Por mariomorales
Hay por lo menos dos clases de colombianos, si nos atenemos a la forma de ver la vida, aunque no falta quien les eche la culpa a los genes. Unos que creen con Borges que declararse hijo de esta tierra es cuestión de fe. Y otros que han leído y vivido toda clase de ficciones y que consideran que serlo es cuestión de duda.
Los primeros se formaron con las noticias allende nuestras fronteras que los instalaron en el realismo mágico. Los segundos son hijos putativos de las desilusiones fraguadas entre amores incestuosos al cabo de la constitución del 91 y de los diálogos de paz, ocho años después, en San Vicente del Caguán.
Aquellos son optimistas a morir, saben tocar a rebato las campanas, tienen la creencia del carbonero. Estos, sin quererlo, en cambio nacieron con la tara del escepticismo, del goce frustrado, del agüero castrante de que no hay felicidad completa.
Entre unos y otros se debate el país del 2008. Para unos, el movimientismo, el marchismo y el militarismo que arrinconó a la guerrilla son suficientes motivos para celebrar.

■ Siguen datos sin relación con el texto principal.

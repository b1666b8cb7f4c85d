//! Host-independent input notifications and their translation from
//! terminal events.

use crossterm::event::{Event, KeyCode, KeyEventKind, KeyModifiers, MouseButton, MouseEventKind};

use crate::input::KeyId;

/// Identifier of a native surface that can ask to be closed.
pub type HostWindowId = u32;

#[derive(Debug, Clone, Copy, PartialEq, Eq)]
pub enum PointerButton {
    Left,
    Right,
    Middle,
    Other(u8),
}

impl PointerButton {
    /// Tracked key for this button; unmapped buttons are ignored.
    pub fn key(self) -> Option<KeyId> {
        match self {
            PointerButton::Left => Some(KeyId::Primary),
            PointerButton::Right => Some(KeyId::Secondary),
            PointerButton::Middle => Some(KeyId::Middle),
            PointerButton::Other(_) => None,
        }
    }
}

impl From<MouseButton> for PointerButton {
    fn from(button: MouseButton) -> Self {
        match button {
            MouseButton::Left => PointerButton::Left,
            MouseButton::Right => PointerButton::Right,
            MouseButton::Middle => PointerButton::Middle,
        }
    }
}

#[derive(Debug, Clone, Copy, PartialEq, Eq)]
pub enum InputEvent {
    Quit,
    WindowClose(HostWindowId),
    PointerMove { x: i32, y: i32 },
    PointerButtonDown(PointerButton),
    PointerButtonUp(PointerButton),
}

/// Translate one terminal event, appending zero or more notifications.
///
/// Terminals report the pointer position together with a button change,
/// so presses and releases are preceded by a move to that cell.
pub fn translate(event: &Event, out: &mut Vec<InputEvent>) {
    match event {
        Event::Mouse(mouse) => {
            let moved = InputEvent::PointerMove {
                x: mouse.column as i32,
                y: mouse.row as i32,
            };
            match mouse.kind {
                MouseEventKind::Down(button) => {
                    out.push(moved);
                    out.push(InputEvent::PointerButtonDown(button.into()));
                }
                MouseEventKind::Up(button) => {
                    out.push(moved);
                    out.push(InputEvent::PointerButtonUp(button.into()));
                }
                MouseEventKind::Drag(_) | MouseEventKind::Moved => out.push(moved),
                _ => {}
            }
        }
        Event::Key(key) if key.kind == KeyEventKind::Press => {
            let quit = key.modifiers.contains(KeyModifiers::CONTROL)
                && matches!(key.code, KeyCode::Char('q') | KeyCode::Char('c'));
            if quit {
                out.push(InputEvent::Quit);
            }
        }
        _ => {}
    }
}

#[cfg(test)]
mod tests {
    use super::*;
    use crossterm::event::{KeyEvent, MouseEvent};

    fn mouse(kind: MouseEventKind, column: u16, row: u16) -> Event {
        Event::Mouse(MouseEvent {
            kind,
            column,
            row,
            modifiers: KeyModifiers::NONE,
        })
    }

    fn translated(event: Event) -> Vec<InputEvent> {
        let mut out = Vec::new();
        translate(&event, &mut out);
        out
    }

    #[test]
    fn button_down_carries_position_first() {
        let out = translated(mouse(MouseEventKind::Down(MouseButton::Left), 4, 7));
        assert_eq!(
            out,
            vec![
                InputEvent::PointerMove { x: 4, y: 7 },
                InputEvent::PointerButtonDown(PointerButton::Left),
            ]
        );
    }

    #[test]
    fn drag_and_move_are_plain_motion() {
        let out = translated(mouse(MouseEventKind::Drag(MouseButton::Left), 1, 2));
        assert_eq!(out, vec![InputEvent::PointerMove { x: 1, y: 2 }]);
        let out = translated(mouse(MouseEventKind::Moved, 3, 3));
        assert_eq!(out, vec![InputEvent::PointerMove { x: 3, y: 3 }]);
    }

    #[test]
    fn scroll_is_ignored() {
        assert!(translated(mouse(MouseEventKind::ScrollUp, 0, 0)).is_empty());
    }

    #[test]
    fn ctrl_q_quits_and_plain_q_does_not() {
        let ctrl_q = Event::Key(KeyEvent::new(KeyCode::Char('q'), KeyModifiers::CONTROL));
        assert_eq!(translated(ctrl_q), vec![InputEvent::Quit]);
        let q = Event::Key(KeyEvent::new(KeyCode::Char('q'), KeyModifiers::NONE));
        assert!(translated(q).is_empty());
    }

    #[test]
    fn unmapped_buttons_have_no_key() {
        assert_eq!(PointerButton::Left.key(), Some(KeyId::Primary));
        assert_eq!(PointerButton::Other(9).key(), None);
    }
}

Después de las convocatorias del 4-F y del 6-M, y del concierto en la frontera colombo-venezolana, dicen (tal vez creyendo en la fuerza de la palabra) que la paz está a la vuelta de la esquina.
Los otros (más cautos o más amargados, depende de quién los mire) aducen que los armados ilegales sólo saben de marchas forzadas y de movimientos de tropas y de conciertos a ritmo de cilindros bomba y de motosierras, y que las euforias ciudadanas son los síntomas del mismo coro, ya relatado y repetido sin cesar.
Los optimistas echaron voladores (cuando todavía estaba permitido) a la salida del Congresito con la firma de la nueva constitución y bailaron, en Los Pozos, en plena zona de distensión, con parejas de camuflaje al ritmo pegajoso de Marbelle e Iván y sus Bam Bam.
Los escépticos suspiran cuando recuerdan los artículos desechados hace 17 años y la silla vacía en los frustrados diálogos cerca de San Vicente del Caguán, como síntomas del libreto de siempre, de lo que pudo haber sido y no fue.
Los más optimistas ignoran los signos de los tiempos, no creen en las profecías de una recesión, ni en las previsiones de las enormes y dilatadas dificultades que tiene combatir unas guerrillas y unos grupos paramilitares atomizados y desmandados.
Los escépticos creen, por lo mismo dicho antes, que dura más (como en todas las películas de acción y de terror) el desenlace que el resto del guión.
Los optimistas pensarán que con unas cuantas marchas se ablandarán los corazones y se doblegarán las voluntades.
Los escépticos argüirán que no es la población la que necesita ser convencida, víctima como ha sido de la guerra y de sus estertores durante estos últimos 45 años, y que para darle al blanco de la paz hay que apuntarle a la justicia social.
Unos y otros (y los demás que se sientan a verlos pasar o a dudar) saben, no obstante, que no es la primera vez que la sociedad se une, protesta, marcha, canta o se viste de blanco; que las movilizaciones sociales no son invento del siglo veintiuno (aunque sí su narrativa audiovisual); que no es la primera vez que la posibilidad de paz se acaricia como una posibilidad y que se hace ver como algo cercano o inminente; que no es la primera vez que la efervescencia habla y la emoción obnubila.
Unos y otros temen que luego de esas dos grandes desilusiones de la década pasada, debamos olvidarnos de la fe borgiana y de la duda cartesiana y nos toque asumir nuestra realidad macondiana, resumida en ese texto que el incipiente escritor que era García Márquez (pleno de dudas y de creencias) tituló La Tercera Resignación («…Pero estará ya tan resignado a morir, que acaso muera de resignación…»).
Y temen porque, como dirían los escépticos, este país no aguanta otra más. O quizás sí, replicarían los demás.